City of Lakewood, Colorado, a Colorado home rule municipality, Plaintiff-Appellee,
Joyce B. Armstrong and Mary E.J. Armstrong Trust, Defendants-Appellants.
County District Court No. 15CV31593 Honorable Randall C. Arp,
Hoffmann, Parker, Wilson & Carberry, P.C., M. Patrick
Wilson, Kathryn M. Sellars, Denver, Colorado, for
Timmins LLC, Jo Deziel Timmins, Edward P. Timmins, Denver,
Colorado, for Defendants-Appellants
1 Defendants, Joyce B. Armstrong and the Mary E.J. Armstrong
Trust (the Armstrongs), appeal the district court's
summary judgment for plaintiff, City of Lakewood (Lakewood),
declaring that a deed conveying an express easement over the
Armstrongs' property was a valid and enforceable easement
appurtenant. We affirm.
Facts and Procedural History
2 The undisputed facts establish that on June 18, 1984, Lois
Jones Mackey executed a deed (Mackey deed) purporting to
convey a "permanent public easement for ingress and
egress" over a portion of the southeast corner of her
property to Jefferson County. The deed was recorded in the
Jefferson County Clerk and Recorder's Office that same
day. Lakewood owned property directly east and north of
Mackey's property, but Jefferson County did not own any
adjacent property. Lakewood's adjacent property consisted
of the Bear Creek Greenbelt.
3 A month later, Jefferson County executed a deed to Lakewood
(Commissioners deed) conveying the Mackey deed easement using
the same legal description. The Commissioners deed contained
a reverter clause that required Lakewood to use the easement
exclusively for public open space, park, and recreational
purposes. This deed was recorded in October 1984 in the
Jefferson County Clerk and Recorder's records.

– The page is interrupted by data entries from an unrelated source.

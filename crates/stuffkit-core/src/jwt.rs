//! HMAC JWT parsing
//!
//! Tokens issued by the shared auth service are HMAC-signed with a secret
//! known to every consumer. Only the HMAC family is accepted: a token whose
//! header advertises any other algorithm is rejected before the signature is
//! checked, so a public key can never be confused for the shared secret.

use std::collections::HashSet;

use jsonwebtoken::{decode, decode_header, Algorithm, DecodingKey, Validation};

use crate::error::CoreError;

/// Decoded claims, kept as a free-form JSON object.
pub type Claims = serde_json::Map<String, serde_json::Value>;

const HMAC_ALGORITHMS: [Algorithm; 3] = [Algorithm::HS256, Algorithm::HS384, Algorithm::HS512];

/// Verify `token` with `secret_key` and return its claims.
///
/// `exp`, `nbf` and `iat` are enforced when present but not required.
pub fn parse(token: &str, secret_key: &str) -> Result<Claims, CoreError> {
    let header = decode_header(token)?;
    if !HMAC_ALGORITHMS.contains(&header.alg) {
        return Err(CoreError::UnexpectedSigningMethod(format!("{:?}", header.alg)));
    }

    let mut validation = Validation::new(header.alg);
    validation.algorithms = HMAC_ALGORITHMS.to_vec();
    validation.required_spec_claims = HashSet::new();
    validation.leeway = 0;
    validation.validate_nbf = true;
    validation.validate_aud = false;

    let data = decode::<Claims>(
        token,
        &DecodingKey::from_secret(secret_key.as_bytes()),
        &validation,
    )?;

    // jsonwebtoken leaves `iat` alone
    let now = jsonwebtoken::get_current_timestamp() as f64;
    if let Some(iat) = data.claims.get("iat").and_then(|v| v.as_f64()) {
        if iat > now {
            return Err(CoreError::UsedBeforeIssued);
        }
    }
    Ok(data.claims)
}

#[cfg(test)]
mod tests {
    use super::*;
    use jsonwebtoken::{encode, EncodingKey, Header};
    use serde_json::json;

    const SECRET: &str = "test-secret-key-min-32-characters-long";

    fn sign(alg: Algorithm, claims: serde_json::Value, secret: &str) -> String {
        encode(
            &Header::new(alg),
            &claims,
            &EncodingKey::from_secret(secret.as_bytes()),
        )
        .expect("sign test token")
    }

    #[test]
    fn test_parse_returns_claims() {
        let token = sign(
            Algorithm::HS256,
            json!({"sub": "user-1", "org": "acme", "admin": true}),
            SECRET,
        );
        let claims = parse(&token, SECRET).expect("valid token");
        assert_eq!(claims["sub"], "user-1");
        assert_eq!(claims["org"], "acme");
        assert_eq!(claims["admin"], true);
    }

    #[test]
    fn test_parse_accepts_hs512() {
        let token = sign(Algorithm::HS512, json!({"sub": "user-2"}), SECRET);
        assert_eq!(parse(&token, SECRET).expect("valid token")["sub"], "user-2");
    }

    #[test]
    fn test_parse_rejects_wrong_secret() {
        let token = sign(Algorithm::HS256, json!({"sub": "user-1"}), SECRET);
        let err = parse(&token, "another-secret").unwrap_err();
        assert!(matches!(err, CoreError::InvalidToken(_)));
    }

    #[test]
    fn test_parse_rejects_non_hmac_algorithm() {
        // {"alg":"RS256","typ":"JWT"}.{"sub":"1234567890"}.sig
        let token = "eyJhbGciOiJSUzI1NiIsInR5cCI6IkpXVCJ9.eyJzdWIiOiIxMjM0NTY3ODkwIn0.c2ln";
        let err = parse(token, SECRET).unwrap_err();
        assert!(matches!(err, CoreError::UnexpectedSigningMethod(ref alg) if alg == "RS256"));
    }

    #[test]
    fn test_parse_rejects_expired_token() {
        let exp = chrono::Utc::now().timestamp() - 120;
        let token = sign(Algorithm::HS256, json!({"sub": "user-1", "exp": exp}), SECRET);
        assert!(matches!(
            parse(&token, SECRET),
            Err(CoreError::InvalidToken(_))
        ));
    }

    #[test]
    fn test_parse_accepts_future_expiry() {
        let exp = chrono::Utc::now().timestamp() + 3600;
        let token = sign(Algorithm::HS256, json!({"sub": "user-1", "exp": exp}), SECRET);
        assert!(parse(&token, SECRET).is_ok());
    }

    #[test]
    fn test_parse_rejects_future_iat() {
        let iat = chrono::Utc::now().timestamp() + 3600;
        let token = sign(Algorithm::HS256, json!({"sub": "user-1", "iat": iat}), SECRET);
        assert!(matches!(parse(&token, SECRET), Err(CoreError::UsedBeforeIssued)));
    }

    #[test]
    fn test_parse_accepts_past_iat() {
        let iat = chrono::Utc::now().timestamp() - 60;
        let token = sign(Algorithm::HS256, json!({"sub": "user-1", "iat": iat}), SECRET);
        assert_eq!(parse(&token, SECRET).expect("valid token")["iat"], iat);
    }

    #[test]
    fn test_parse_rejects_garbage() {
        assert!(parse("not.a.token", SECRET).is_err());
    }
}
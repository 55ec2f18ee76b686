//! Stuffkit Core Library
//!
//! This crate provides the small pieces shared by every stuffkit component:
//! - Error classification (`ErrorMetadata`, `LogLevel`) and the core error type
//! - Environment configuration helpers
//! - HMAC JWT parsing
//! - SQL literal escaping
//! - Cache key joining

pub mod config;
pub mod error;
pub mod jwt;
pub mod keys;
pub mod sql;

// Re-export commonly used types
pub use error::{CoreError, ErrorMetadata, LogLevel};
pub use jwt::Claims;
pub use keys::{join_key_parts, string_join};
pub use sql::{add_slashes, wrap_int_arr_value, wrap_str_arr_value, wrap_str_value};
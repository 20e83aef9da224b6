//! Brick Pong headless entry point
//!
//! Runs a game without a window: paddles track the ball, the loop ticks at
//! the fixed timestep, and a summary is logged when the game ends.
//!
//! Usage: `brick-pong [break-pong|invaders|<config.json>] [ticks]`

use brick_pong::consts::SIM_DT;
use brick_pong::sim::{ControlIntent, PaddleSide, RoundState, Simulation, TickInput, tick};
use brick_pong::{ConfigurationError, GameConfig};

/// One minute of play at 60 Hz
const DEFAULT_TICKS: u64 = 3600;

#[cfg(not(target_arch = "wasm32"))]
fn main() {
    env_logger::init();
    log::info!("Brick Pong (headless) starting...");

    let mut args = std::env::args().skip(1);
    let game = args.next().unwrap_or_else(|| "break-pong".to_string());
    let ticks = args
        .next()
        .and_then(|s| s.parse().ok())
        .unwrap_or(DEFAULT_TICKS);

    let config = match load_config(&game) {
        Ok(config) => config,
        Err(e) => {
            log::error!("Failed to load {}: {}", game, e);
            std::process::exit(1);
        }
    };

    match Simulation::new(config) {
        Ok(mut sim) => run(&mut sim, ticks),
        Err(e) => {
            log::error!("Invalid configuration: {}", e);
            std::process::exit(1);
        }
    }
}

#[cfg(target_arch = "wasm32")]
fn main() {
    // A wasm host drives `tick` from its own frame callback
}

fn load_config(game: &str) -> Result<GameConfig, ConfigurationError> {
    match game {
        "break-pong" => Ok(GameConfig::break_pong()),
        "invaders" | "invader-breakout" => Ok(GameConfig::invader_breakout()),
        path => {
            let json =
                std::fs::read_to_string(path).map_err(|source| ConfigurationError::Unreadable {
                    path: path.to_string(),
                    source,
                })?;
            GameConfig::from_json(&json)
        }
    }
}

/// Frame pump: one tick per frame until the game ends or `ticks` run out
fn run(sim: &mut Simulation, ticks: u64) {
    for frame in 0..ticks {
        let input = autopilot(sim);
        let snapshot = tick(sim, &input, SIM_DT);

        for event in &snapshot.events {
            log::trace!("frame {}: {:?}", frame, event);
        }
        if snapshot.state.is_terminal() {
            break;
        }
    }

    log::info!(
        "Finished in {:?} after {} ticks: scores {:?}, lives {:?}, {} targets left",
        sim.state,
        sim.time_ticks,
        sim.scores,
        sim.lives,
        sim.formation.live_count()
    );
}

/// Begin, launch, and steer every paddle toward the ball
fn autopilot(sim: &Simulation) -> TickInput {
    let mut input = TickInput {
        begin: sim.state == RoundState::Start,
        launch: sim.state == RoundState::Serve,
        ..Default::default()
    };

    let ball = sim.ball.center;
    for (slot, paddle) in sim.paddles.iter().enumerate().take(input.intents.len()) {
        let (offset, less, more) = match paddle.side {
            PaddleSide::Left | PaddleSide::Right => {
                (ball.y - paddle.center.y, ControlIntent::Up, ControlIntent::Down)
            }
            PaddleSide::Bottom => (
                ball.x - paddle.center.x,
                ControlIntent::Left,
                ControlIntent::Right,
            ),
        };
        // Dead zone keeps the paddle from jittering around the ball
        let dead_zone = paddle.speed * SIM_DT;
        input.intents[slot] = if offset < -dead_zone {
            less
        } else if offset > dead_zone {
            more
        } else {
            ControlIntent::None
        };
    }

    input
}
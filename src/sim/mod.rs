//! Deterministic simulation module
//!
//! All gameplay logic lives here. This module must be pure and deterministic:
//! - Fixed timestep only
//! - Seeded RNG or an injected direction source only
//! - Stable iteration order (by actor ID)
//! - No rendering, input polling, or platform dependencies

pub mod actors;
pub mod collision;
pub mod formation;
pub mod rng;
pub mod snapshot;
pub mod state;
pub mod tick;

pub use actors::{
    Ball, BallStep, Bounded, ControlIntent, Edge, Paddle, PaddleSide, Playfield, Target, Tickable,
    Walls,
};
pub use collision::{Aabb, BoundingVolume, overlap_depth, overlaps};
pub use formation::Formation;
pub use rng::{DirectionSource, FixedSigns, SeededDirections};
pub use snapshot::{ActorKind, Snapshot, SpriteView};
pub use state::{GameEvent, RoundState, Scores, Simulation};
pub use tick::{TickInput, tick};
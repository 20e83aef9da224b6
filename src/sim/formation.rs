//! Target grid bookkeeping
//!
//! The formation owns every target. Destroyed targets stay in the list,
//! marked dead, so ids and grid positions remain stable for the renderer;
//! every query and every movement skips them.

use glam::Vec2;
use rand::Rng;
use serde::{Deserialize, Serialize};

use super::actors::{Bounded, Playfield, Target, Tickable};
use super::collision::{Aabb, BoundingVolume, overlaps};
use crate::Color;
use crate::settings::{AdvanceConfig, GridConfig, GridOrigin};

/// Grid of targets, optionally marching in lockstep
#[derive(Debug, Clone, Serialize, Deserialize)]
pub struct Formation {
    targets: Vec<Target>,
    /// +1 moving right, -1 moving left
    direction: f32,
    motion: Option<AdvanceConfig>,
    /// Total distance dropped since spawn or the last retreat
    dropped: f32,
}

impl Formation {
    pub fn new(targets: Vec<Target>, motion: Option<AdvanceConfig>) -> Self {
        Self {
            targets,
            direction: 1.0,
            motion,
            dropped: 0.0,
        }
    }

    /// Lay out `grid` row-major inside `field`, numbering targets from `first_id`
    pub fn from_grid(
        grid: &GridConfig,
        field: &Playfield,
        motion: Option<AdvanceConfig>,
        first_id: u32,
        rng: &mut impl Rng,
    ) -> Self {
        let origin = match grid.origin {
            GridOrigin::Centered => Vec2::new(
                (field.width - grid.extent_x()) / 2.0,
                (field.height - grid.extent_y()) / 2.0,
            ),
            GridOrigin::TopLeft { x, y } => Vec2::new(x, y),
        };
        let size = Vec2::new(grid.target_width, grid.target_height);
        let pitch = size + Vec2::splat(grid.padding);

        let mut targets = Vec::with_capacity(grid.rows as usize * grid.cols as usize);
        for row in 0..grid.rows {
            for col in 0..grid.cols {
                let top_left = origin + pitch * Vec2::new(col as f32, row as f32);
                let color = match grid.palette.len() {
                    0 => Color::default(),
                    1 => grid.palette[0],
                    n => grid.palette[rng.random_range(0..n)],
                };
                targets.push(Target {
                    id: first_id + targets.len() as u32,
                    row,
                    col,
                    rect: Aabb::from_top_left(top_left, size),
                    color,
                    alive: true,
                });
            }
        }

        Self::new(targets, motion)
    }

    pub fn direction(&self) -> f32 {
        self.direction
    }

    pub fn is_advancing(&self) -> bool {
        self.motion.is_some()
    }

    /// Every target, dead ones included
    pub fn targets(&self) -> &[Target] {
        &self.targets
    }

    pub fn live(&self) -> impl Iterator<Item = &Target> {
        self.targets.iter().filter(|t| t.alive)
    }

    pub fn live_count(&self) -> usize {
        self.live().count()
    }

    /// Win condition: nothing left to destroy
    pub fn is_empty(&self) -> bool {
        self.live().next().is_none()
    }

    /// Destroy a target for good. Returns false if it was already dead or unknown.
    pub fn remove(&mut self, id: u32) -> bool {
        match self.targets.iter_mut().find(|t| t.id == id && t.alive) {
            Some(target) => {
                target.alive = false;
                true
            }
            None => false,
        }
    }

    /// Ids of live targets overlapping `volume`, in grid order
    pub fn strike(&self, volume: &BoundingVolume) -> Vec<u32> {
        self.live()
            .filter(|t| overlaps(&t.bounds(), volume))
            .map(|t| t.id)
            .collect()
    }

    /// Whether any live target's lower edge has reached `limit_y`
    pub fn any_touches_bottom(&self, limit_y: f32) -> bool {
        self.live().any(|t| t.rect.bottom() >= limit_y)
    }

    /// Lift the live targets back to their spawn height
    pub fn retreat(&mut self) {
        if self.dropped > 0.0 {
            let dropped = self.dropped;
            self.translate_live(Vec2::new(0.0, -dropped));
            self.dropped = 0.0;
        }
    }

    fn translate_live(&mut self, delta: Vec2) {
        for target in self.targets.iter_mut().filter(|t| t.alive) {
            target.rect.translate(delta);
        }
    }

    /// Leftmost and rightmost live edges
    fn live_span(&self) -> Option<(f32, f32)> {
        self.live().fold(None, |span, t| match span {
            None => Some((t.rect.left(), t.rect.right())),
            Some((left, right)) => Some((left.min(t.rect.left()), right.max(t.rect.right()))),
        })
    }
}

impl Tickable for Formation {
    /// Whether the formation reversed this tick
    type Outcome = bool;

    /// March sideways; on touching the edge ahead, reverse and drop one row.
    ///
    /// Only the edge in the direction of travel counts, so a reversal can
    /// never fire twice for the same edge contact.
    fn tick(&mut self, dt: f32, field: &Playfield) -> bool {
        let Some(motion) = self.motion else {
            return false;
        };

        self.translate_live(Vec2::new(self.direction * motion.speed * dt, 0.0));

        let Some((left, right)) = self.live_span() else {
            return false;
        };
        let touching = if self.direction > 0.0 {
            right >= field.width
        } else {
            left <= 0.0
        };

        if touching {
            self.direction = -self.direction;
            self.translate_live(Vec2::new(0.0, motion.row_drop));
            self.dropped += motion.row_drop;
            log::debug!(
                "Formation reversed to {}, dropped to {}",
                self.direction,
                self.dropped
            );
        }
        touching
    }
}
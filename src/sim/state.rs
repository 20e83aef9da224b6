//! Game state and core simulation types
//!
//! `Simulation` owns every piece of mutable state for one session. There
//! are no globals; the frame pump holds a `Simulation` and passes it to
//! [`tick`](super::tick::tick).

use serde::{Deserialize, Serialize};

use super::actors::{Ball, Bounded, Edge, Paddle, PaddleSide, Playfield, Walls};
use super::formation::Formation;
use super::rng::{DirectionSource, SeededDirections, layout_rng};
use super::snapshot::Snapshot;
use crate::Color;
use crate::consts::*;
use crate::error::ConfigurationError;
use crate::settings::{GameConfig, PaddleLayout};

/// Current phase of a round
#[derive(Debug, Clone, Copy, PartialEq, Eq, Serialize, Deserialize)]
pub enum RoundState {
    /// Waiting for the begin signal; nothing moves
    Start,
    /// Ball resting on the paddle, waiting for launch
    Serve,
    /// Active gameplay
    Playing,
    /// Every target destroyed
    RoundOver,
    /// Out of lives
    GameOver,
}

impl RoundState {
    /// Terminal states only leave through a restart
    pub fn is_terminal(&self) -> bool {
        matches!(self, RoundState::RoundOver | RoundState::GameOver)
    }
}

/// Per-side score counters
#[derive(Debug, Clone, Copy, Default, PartialEq, Eq, Serialize, Deserialize)]
pub struct Scores {
    pub left: u64,
    pub right: u64,
    pub bottom: u64,
}

impl Scores {
    pub fn get(&self, side: PaddleSide) -> u64 {
        match side {
            PaddleSide::Left => self.left,
            PaddleSide::Right => self.right,
            PaddleSide::Bottom => self.bottom,
        }
    }

    pub fn credit(&mut self, side: PaddleSide, points: u64) {
        let score = match side {
            PaddleSide::Left => &mut self.left,
            PaddleSide::Right => &mut self.right,
            PaddleSide::Bottom => &mut self.bottom,
        };
        *score = score.saturating_add(points);
    }

    pub fn total(&self) -> u64 {
        self.left
            .saturating_add(self.right)
            .saturating_add(self.bottom)
    }
}

/// Something that happened during a tick, for audio and effects
#[derive(Debug, Clone, Copy, PartialEq, Eq, Serialize, Deserialize)]
pub enum GameEvent {
    PaddleHit { side: PaddleSide },
    WallBounce { edge: Edge },
    /// `credited` is `None` when nobody had touched the ball
    TargetsDestroyed { count: u32, credited: Option<PaddleSide> },
    FormationReversed,
    BallExit { edge: Edge },
    Goal { side: PaddleSide },
    /// Formation reached the paddle row
    Invasion,
    LifeLost { remaining: u32 },
    Launched,
    StateChanged { from: RoundState, to: RoundState },
}

/// Complete simulation state for one session
#[derive(Debug, Clone)]
pub struct Simulation<D: DirectionSource = SeededDirections> {
    config: GameConfig,
    directions: D,
    pub field: Playfield,
    /// Left then right, or the single bottom paddle
    pub paddles: Vec<Paddle>,
    pub ball: Ball,
    pub formation: Formation,
    pub scores: Scores,
    /// `None` when the game is played without lives
    pub lives: Option<u32>,
    pub state: RoundState,
    /// Ticks spent in Serve or Playing
    pub time_ticks: u64,
    /// Events from the most recent tick
    pub events: Vec<GameEvent>,
}

impl Simulation<SeededDirections> {
    /// Build a session whose serve directions come from `config.seed`
    pub fn new(config: GameConfig) -> Result<Self, ConfigurationError> {
        let directions = SeededDirections::new(config.seed);
        Self::with_directions(config, directions)
    }
}

impl<D: DirectionSource> Simulation<D> {
    /// Build a session with an injected direction source
    pub fn with_directions(config: GameConfig, directions: D) -> Result<Self, ConfigurationError> {
        config.validate()?;

        let field = Playfield::new(config.width, config.height);
        let mut sim = Self {
            ball: Ball::new(0, config.ball.radius, Walls::for_layout(config.layout)),
            lives: config.lives,
            config,
            directions,
            field,
            paddles: Vec::new(),
            formation: Formation::new(Vec::new(), None),
            scores: Scores::default(),
            state: RoundState::Start,
            time_ticks: 0,
            events: Vec::new(),
        };
        sim.rebuild();

        log::info!(
            "New {} game: {} targets, lives {:?}, seed {}",
            sim.config.layout.as_str(),
            sim.formation.live_count(),
            sim.lives,
            sim.config.seed
        );
        Ok(sim)
    }

    pub fn config(&self) -> &GameConfig {
        &self.config
    }

    /// Throw away the session and start over from the configuration.
    /// The injected direction source carries on with its own sequence.
    pub fn restart(&mut self) {
        log::info!("Restarting after {:?} (scores {:?})", self.state, self.scores);
        self.rebuild();
    }

    fn rebuild(&mut self) {
        let config = &self.config;
        let mut next_id = 1;

        self.paddles = match config.layout {
            PaddleLayout::Versus => {
                let x = config.paddle.margin + config.paddle.width / 2.0;
                let y = config.height / 2.0;
                vec![
                    self.spawn_paddle(next_id, PaddleSide::Left, x, y, BLUE),
                    self.spawn_paddle(next_id + 1, PaddleSide::Right, config.width - x, y, GREEN),
                ]
            }
            PaddleLayout::Solo => {
                let x = config.width / 2.0;
                let y = config.height - config.paddle.margin - config.paddle.height / 2.0;
                vec![self.spawn_paddle(next_id, PaddleSide::Bottom, x, y, SOLO_BLUE)]
            }
        };
        next_id += self.paddles.len() as u32;

        let config = &self.config;
        self.ball = Ball::new(next_id, config.ball.radius, Walls::for_layout(config.layout));
        self.ball.color = match config.layout {
            PaddleLayout::Versus => WHITE,
            PaddleLayout::Solo => YELLOW,
        };
        next_id += 1;

        self.formation = Formation::from_grid(
            &config.grid,
            &self.field,
            config.advance,
            next_id,
            &mut layout_rng(config.seed),
        );

        self.scores = Scores::default();
        self.lives = config.lives;
        self.state = RoundState::Start;
        self.time_ticks = 0;
        self.events.clear();

        self.reset_ball();
        if self.config.serve {
            self.park_ball();
        }
    }

    fn spawn_paddle(&self, id: u32, side: PaddleSide, x: f32, y: f32, color: Color) -> Paddle {
        let paddle = &self.config.paddle;
        Paddle::new(
            id,
            side,
            glam::Vec2::new(x, y),
            glam::Vec2::new(paddle.width, paddle.height),
            paddle.speed,
            color,
        )
    }

    /// Row the formation must not reach
    pub fn invasion_line(&self) -> f32 {
        self.paddles
            .iter()
            .find(|p| p.side == PaddleSide::Bottom)
            .map(|p| p.rect().top())
            .unwrap_or(self.field.height)
    }

    /// Back to the center on a fresh diagonal, toucher cleared
    pub fn reset_ball(&mut self) {
        let center = self.field.center();
        let speed = self.config.ball.speed;
        self.ball.reset(center, speed, &mut self.directions);
    }

    /// Hold the ball on the serving paddle
    pub fn park_ball(&mut self) {
        if let Some(index) = self.serving_index() {
            self.ball.park_on(&self.paddles[index]);
        }
    }

    /// Send the ball off the serving paddle
    pub fn launch_ball(&mut self) {
        if let Some(index) = self.serving_index() {
            let speed = self.config.ball.speed;
            self.ball
                .launch_from(&self.paddles[index], speed, &mut self.directions);
            self.events.push(GameEvent::Launched);
        }
    }

    /// Paddle the ball rests on while serving: the bottom paddle, else the first
    fn serving_index(&self) -> Option<usize> {
        self.paddles
            .iter()
            .position(|p| p.side == PaddleSide::Bottom)
            .or_else(|| (!self.paddles.is_empty()).then_some(0))
    }

    /// Take one life if lives are in play
    pub fn lose_life(&mut self) {
        if let Some(lives) = self.lives.as_mut() {
            *lives = lives.saturating_sub(1);
            let remaining = *lives;
            log::info!("Life lost, {} remaining", remaining);
            self.events.push(GameEvent::LifeLost { remaining });
        }
    }

    pub fn set_state(&mut self, to: RoundState) {
        let from = self.state;
        if from == to {
            return;
        }
        log::info!("Round state {:?} -> {:?}", from, to);
        self.state = to;
        self.events.push(GameEvent::StateChanged { from, to });
    }

    /// Render view of the current state
    pub fn snapshot(&self) -> Snapshot {
        Snapshot {
            tick: self.time_ticks,
            state: self.state,
            paddles: self.paddles.iter().map(|p| p.sprite()).collect(),
            ball: self.ball.sprite(),
            targets: self.formation.live().map(|t| t.sprite()).collect(),
            scores: self.scores,
            lives: self.lives,
            events: self.events.clone(),
        }
    }
}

4 In 2011, the Armstrongs bought the property from
Mackey's successor in interest and occupied it. At some
point, the Armstrongs attempted to obstruct the
easement's use by locking a gate at one entrance to it.
In 2015, Lakewood filed an action for quiet title,
declaratory judgment, prescriptive easement, trespass,
reformation of the Commissioners deed, and preliminary and
permanent injunctive relief. The Armstrongs answered and
counterclaimed for quiet title, asserting that the easement
was invalid. Lakewood requested partial summary judgment on
its claims for declaratory judgment, quiet title, and
reformation of the Commissioners deed. The Armstrongs filed a
cross-motion for summary judgment in their favor on all of
5 Before trial, the district court granted Lakewood's
summary judgement motion for declaratory judgment, quiet
title, and reformation. The court found that the easement was a
valid express easement appurtenant over the Armstrongs'
property for use by the public and Lakewood. The court denied
the Armstrongs' motion for summary judgment and entered a
final order and decree.
Standard of Review
6 The court's summary judgment noted that "[t]he
parties agree that . . . there is no genuine issue of
material fact in dispute as to the question of whether an
express easement exists and that this issue is appropriate
for resolution on summary judgment." Because all issues
raised by the Armstrongs on appeal were decided by summary
judgment, the parties agree that a de novo review standard
applies. We agree.
7 We review an appeal of a summary judgment de novo.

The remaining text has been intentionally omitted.